Opponents of Question 1 are bluntly and sensationally warning that if the initiative passes, your car's data may be accessed by hackers who can use the information to stalk you and break into your home. They've even gone so far as to claim that it will allow domestic abusers to access geolocation data from vehicles to track their victims. This isn't true: According to the Boston Globe, these claims are in reference to a failed "license to repair" bill from California from 2014 that required that geolocation data be made available. Question 1 does not include such demands.
Beyond the fearmongering, there are genuine concerns that increasing access to a car's data could set the platform up for cybersecurity vulnerabilities. But that's an argument about being careful with technological development, not an excuse for depriving consumers of access to the data produced by the vehicles that they own. Jennifer King, who works at the Center for Internet and Society at Stanford Law School, told the Boston Globe in September that these complaints are an example of "security fearmongering."
"In theory, the fears that are being articulated could come true—if you build this platform with no security. But that would be really stupid," King said. A group of cybersecurity experts signed onto a letter to the editor published in the Boston Herald declaring that "this small expansion to the state's right to repair law in no way increases the risk of identity theft, cyber stalking or vehicle hacking."

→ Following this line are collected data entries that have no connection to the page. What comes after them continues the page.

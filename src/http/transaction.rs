//! One request/response exchange over a pooled session.
//!
//! Mirrors Chromium's `HttpNetworkTransaction`: obtain a session, send the
//! request in the profile's shape, read the response head and hand back a
//! lazy body that returns the session to the pool when it ends.

use crate::base::neterror::NetError;
use crate::emulation::Emulation;
use crate::http::h1::{self, BodyKind, BodyReader};
use crate::http::h2::{H2Connection, H2Request, H2Stream};
use crate::http::orderedheaders::OrderedHeaderMap;
use crate::http::response::{Response, ResponseHead};
use crate::http::responsebody::ResponseBody;
use crate::socket::connectjob::{ConnectJob, Connected};
use crate::socket::pool::{Checkout, PoolKey, PooledSocket, SessionPool};
use crate::socket::proxy::ProxySettings;
use crate::socket::tls::TlsConnector;
use bytes::{Bytes, BytesMut};
use futures::stream;
use std::future::Future;
use std::time::{Duration, Instant};
use tokio::io::AsyncWriteExt;
use url::Url;

/// A request ready for the wire. `headers` are the caller's headers; the
/// profile defaults are merged in per protocol.
#[derive(Debug, Clone)]
pub struct PreparedRequest {
    pub method: http::Method,
    pub url: Url,
    pub headers: OrderedHeaderMap,
    pub body: Bytes,
}

/// Everything a transaction needs from its client.
#[derive(Debug, Clone, Copy)]
pub struct TransactionContext<'a> {
    pub pool: &'a SessionPool,
    pub emulation: &'a Emulation,
    pub tls: &'a TlsConnector,
    pub proxy: Option<&'a ProxySettings>,
    pub proxy_tls: Option<&'a TlsConnector>,
    pub http2_only: bool,
}

#[derive(Debug, Clone, Copy, PartialEq, Eq)]
enum State {
    Idle,
    InitConnection,
    SendRequest,
    ReadHeaders,
    Done,
}

/// Session obtained for one attempt.
enum Stream {
    Http1(PooledSocket),
    Http2(H2Connection),
}

pub struct HttpNetworkTransaction<'a> {
    ctx: TransactionContext<'a>,
    request: &'a PreparedRequest,
    timeout: Option<Duration>,
    deadline: Option<Instant>,
    state: State,
}

/// `Host` header value: the host plus any non-default port.
pub fn host_header(url: &Url) -> Result<String, NetError> {
    let host = url.host_str().ok_or(NetError::InvalidUrl)?;
    Ok(match url.port() {
        Some(port) => format!("{}:{}", host, port),
        None => host.to_string(),
    })
}

/// Origin-form request target.
fn request_target(url: &Url) -> String {
    match url.query() {
        Some(query) => format!("{}?{}", url.path(), query),
        None => url.path().to_string(),
    }
}

/// Whether the method carries a body by convention, so an empty one still
/// gets `Content-Length: 0`.
fn expects_body(method: &http::Method) -> bool {
    matches!(*method, http::Method::POST | http::Method::PUT | http::Method::PATCH)
}

/// Build the HTTP/1.1 header block: `Host` first, the merged profile and
/// caller headers, then `Content-Length`. Caller-supplied values of either
/// keep their merged position.
pub fn h1_headers(emulation: &Emulation, request: &PreparedRequest) -> Result<OrderedHeaderMap, NetError> {
    let merged = OrderedHeaderMap::merge_profile(emulation.headers(), &request.headers, true);
    let mut wire = OrderedHeaderMap::with_capacity(merged.len() + 2);
    if !merged.contains("host") {
        wire.push_raw("Host".to_string(), host_header(&request.url)?);
    }
    for (name, value) in merged.iter() {
        wire.push_raw(name.to_string(), value.to_string());
    }
    if !merged.contains("content-length") && (!request.body.is_empty() || expects_body(&request.method)) {
        wire.push_raw("Content-Length".to_string(), request.body.len().to_string());
    }
    Ok(wire)
}

/// Regular headers for an HTTP/2 HEADERS frame. Pseudo-headers are added by
/// the connection in the fingerprint's order.
pub fn h2_headers(emulation: &Emulation, request: &PreparedRequest) -> OrderedHeaderMap {
    let mut merged = OrderedHeaderMap::merge_profile(emulation.headers(), &request.headers, false);
    if !merged.contains("content-length") && (!request.body.is_empty() || expects_body(&request.method)) {
        merged.push_raw("content-length".to_string(), request.body.len().to_string());
    }
    merged
}

/// Errors on a reused HTTP/1.1 session that show the server never saw the
/// request: it was closed while idle.
fn is_stale_socket_error(err: &NetError) -> bool {
    matches!(
        err,
        NetError::EmptyResponse | NetError::ConnectionReset | NetError::ConnectionClosed
    )
}

impl<'a> HttpNetworkTransaction<'a> {
    pub fn new(ctx: TransactionContext<'a>, request: &'a PreparedRequest, timeout: Option<Duration>) -> Self {
        Self {
            ctx,
            request,
            timeout,
            deadline: timeout.map(|t| Instant::now() + t),
            state: State::Idle,
        }
    }

    fn next_state(&mut self, state: State) {
        tracing::trace!(from = ?self.state, to = ?state, url = %self.request.url, "transaction state");
        self.state = state;
    }

    /// Bound `fut` by the call's deadline.
    async fn bounded<T>(&self, fut: impl Future<Output = Result<T, NetError>>) -> Result<T, NetError> {
        match self.deadline {
            Some(deadline) => tokio::time::timeout_at(tokio::time::Instant::from_std(deadline), fut)
                .await
                .map_err(|_| NetError::TimedOut)?,
            None => fut.await,
        }
    }

    /// Run the exchange. Returns once the response head is in; the body is
    /// read lazily.
    pub async fn start(mut self) -> Result<Response, NetError> {
        let key = PoolKey::new(
            &self.request.url,
            &self.ctx.emulation.profile_id,
            self.ctx.proxy,
        )?;

        let mut fresh_only = false;
        loop {
            self.next_state(State::InitConnection);
            let stream = self.init_connection(&key, fresh_only).await?;
            let result = match stream {
                Stream::Http1(socket) => {
                    let reused = socket.is_reused();
                    match self.send_http1(socket).await {
                        Err(e) if reused && !fresh_only && is_stale_socket_error(&e) => {
                            tracing::debug!(error = %e, url = %self.request.url, "reused session failed, retrying on a new one");
                            fresh_only = true;
                            continue;
                        }
                        other => other,
                    }
                }
                Stream::Http2(conn) => self.send_http2(conn).await,
            };
            self.next_state(State::Done);
            return result;
        }
    }

    async fn init_connection(&self, key: &PoolKey, fresh_only: bool) -> Result<Stream, NetError> {
        let checkout = if fresh_only {
            self.ctx.pool.checkout_new(key, self.deadline).await?
        } else {
            self.ctx.pool.checkout(key, self.deadline).await?
        };
        let slot = match checkout {
            Checkout::Http1(socket) => return Ok(Stream::Http1(socket)),
            Checkout::Http2(conn) => return Ok(Stream::Http2(conn)),
            Checkout::Connect(slot) => slot,
        };

        let job = ConnectJob {
            url: &self.request.url,
            emulation: self.ctx.emulation,
            tls: self.ctx.tls,
            proxy: self.ctx.proxy,
            proxy_tls: self.ctx.proxy_tls,
            http2_only: self.ctx.http2_only,
        };
        // A failed or timed-out connect drops the slot and frees it.
        match self.bounded(job.connect()).await? {
            Connected::Http1(socket) => Ok(Stream::Http1(slot.into_http1(socket))),
            Connected::Http2(conn) => Ok(Stream::Http2(slot.into_http2(conn))),
        }
    }

    async fn send_http1(&mut self, mut socket: PooledSocket) -> Result<Response, NetError> {
        let request = self.request;
        let headers = h1_headers(self.ctx.emulation, request)?;
        let mut buf = BytesMut::new();
        h1::encode_request(
            &request.method,
            &request_target(&request.url),
            &headers,
            self.ctx.emulation.http1_options().title_case_headers,
            &request.body,
            &mut buf,
        );

        socket.mark_used();
        let session_id = socket.id();
        self.next_state(State::SendRequest);
        tracing::debug!(session_id, method = %request.method, url = %request.url, "sending HTTP/1.1 request");

        // On any error or timeout the socket is dropped here, which closes
        // the session instead of returning it to the pool.
        let head = self
            .bounded(async {
                let io = socket.io();
                io.write_all(&buf).await?;
                io.flush().await?;
                h1::read_head(io).await
            })
            .await?;
        self.next_state(State::ReadHeaders);
        tracing::debug!(session_id, status = head.status, "response headers received");

        let kind = BodyKind::for_response(&request.method, &head)?;
        let keep_alive = h1::is_keep_alive(&head, kind);
        let reader = BodyReader::new(kind);
        let body = if reader.is_done() {
            if keep_alive {
                socket.release();
            }
            ResponseBody::empty()
        } else {
            self.with_timeout(h1_body(socket, reader, keep_alive))
        };
        Ok(Response::new(head, request.url.clone(), session_id, body))
    }

    async fn send_http2(&mut self, conn: H2Connection) -> Result<Response, NetError> {
        let request = self.request;
        let h2_request = H2Request {
            method: request.method.clone(),
            scheme: request.url.scheme().to_string(),
            authority: host_header(&request.url)?,
            path: request_target(&request.url),
            headers: h2_headers(self.ctx.emulation, request),
            body: request.body.clone(),
        };
        let session_id = conn.id();
        self.next_state(State::SendRequest);
        tracing::debug!(session_id, method = %request.method, url = %request.url, "sending HTTP/2 request");

        let mut stream = conn.send_request(h2_request)?;
        let head = match self.bounded(stream.response_head()).await {
            Ok(head) => head,
            Err(e) => {
                if e == NetError::TimedOut || e.is_fatal_to_session() {
                    conn.close();
                }
                return Err(e);
            }
        };
        self.next_state(State::ReadHeaders);
        tracing::debug!(session_id, status = head.status, "response headers received");

        let body = if request.method == http::Method::HEAD {
            ResponseBody::empty()
        } else {
            h2_body(stream, conn, self.timeout)
        };
        Ok(Response::new(head, request.url.clone(), session_id, body))
    }

    fn with_timeout(&self, body: ResponseBody) -> ResponseBody {
        match self.timeout {
            Some(timeout) => body.with_read_timeout(timeout),
            None => body,
        }
    }
}

/// Stream an HTTP/1.1 body off the socket. The socket goes back to the pool
/// once the body ends cleanly on a keep-alive connection.
fn h1_body(socket: PooledSocket, reader: BodyReader, keep_alive: bool) -> ResponseBody {
    let state = Some((socket, reader));
    ResponseBody::from_stream(stream::unfold(state, move |state| async move {
        let (mut socket, mut reader) = state?;
        match reader.next_chunk(socket.io()).await {
            Ok(Some(chunk)) if reader.is_done() => {
                if keep_alive {
                    socket.release();
                }
                Some((Ok(chunk), None))
            }
            Ok(Some(chunk)) => Some((Ok(chunk), Some((socket, reader)))),
            Ok(None) => {
                if keep_alive {
                    socket.release();
                }
                None
            }
            Err(e) => {
                socket.session_mut().close();
                Some((Err(e), None))
            }
        }
    }))
}

/// Stream an HTTP/2 body. A read timeout closes the whole session.
fn h2_body(stream: H2Stream, conn: H2Connection, timeout: Option<Duration>) -> ResponseBody {
    let state = Some(stream);
    ResponseBody::from_stream(stream::unfold(state, move |state| {
        let conn = conn.clone();
        async move {
            let mut stream = state?;
            let next = match timeout {
                Some(timeout) => match tokio::time::timeout(timeout, stream.data()).await {
                    Ok(next) => next,
                    Err(_) => {
                        conn.close();
                        return Some((Err(NetError::TimedOut), None));
                    }
                },
                None => stream.data().await,
            };
            match next {
                Some(Ok(chunk)) => Some((Ok(chunk), Some(stream))),
                Some(Err(e)) => Some((Err(e), None)),
                None => None,
            }
        }
    }))
}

Polling currently shows broad support for passing Question 1. But if you're confused as to why $50 million is being spent in this fight, after Massachusetts passed its previous "right to repair" law, auto manufacturers signed a memo saying they would make their laws compliant with the 2012 proposition across all 50 states and Washington, D.C., in an attempt to stop a patchwork of different ballot initiatives and laws passing elsewhere. So though Massachusetts is the sole state to adopt such "right to repair" laws, everybody will benefit.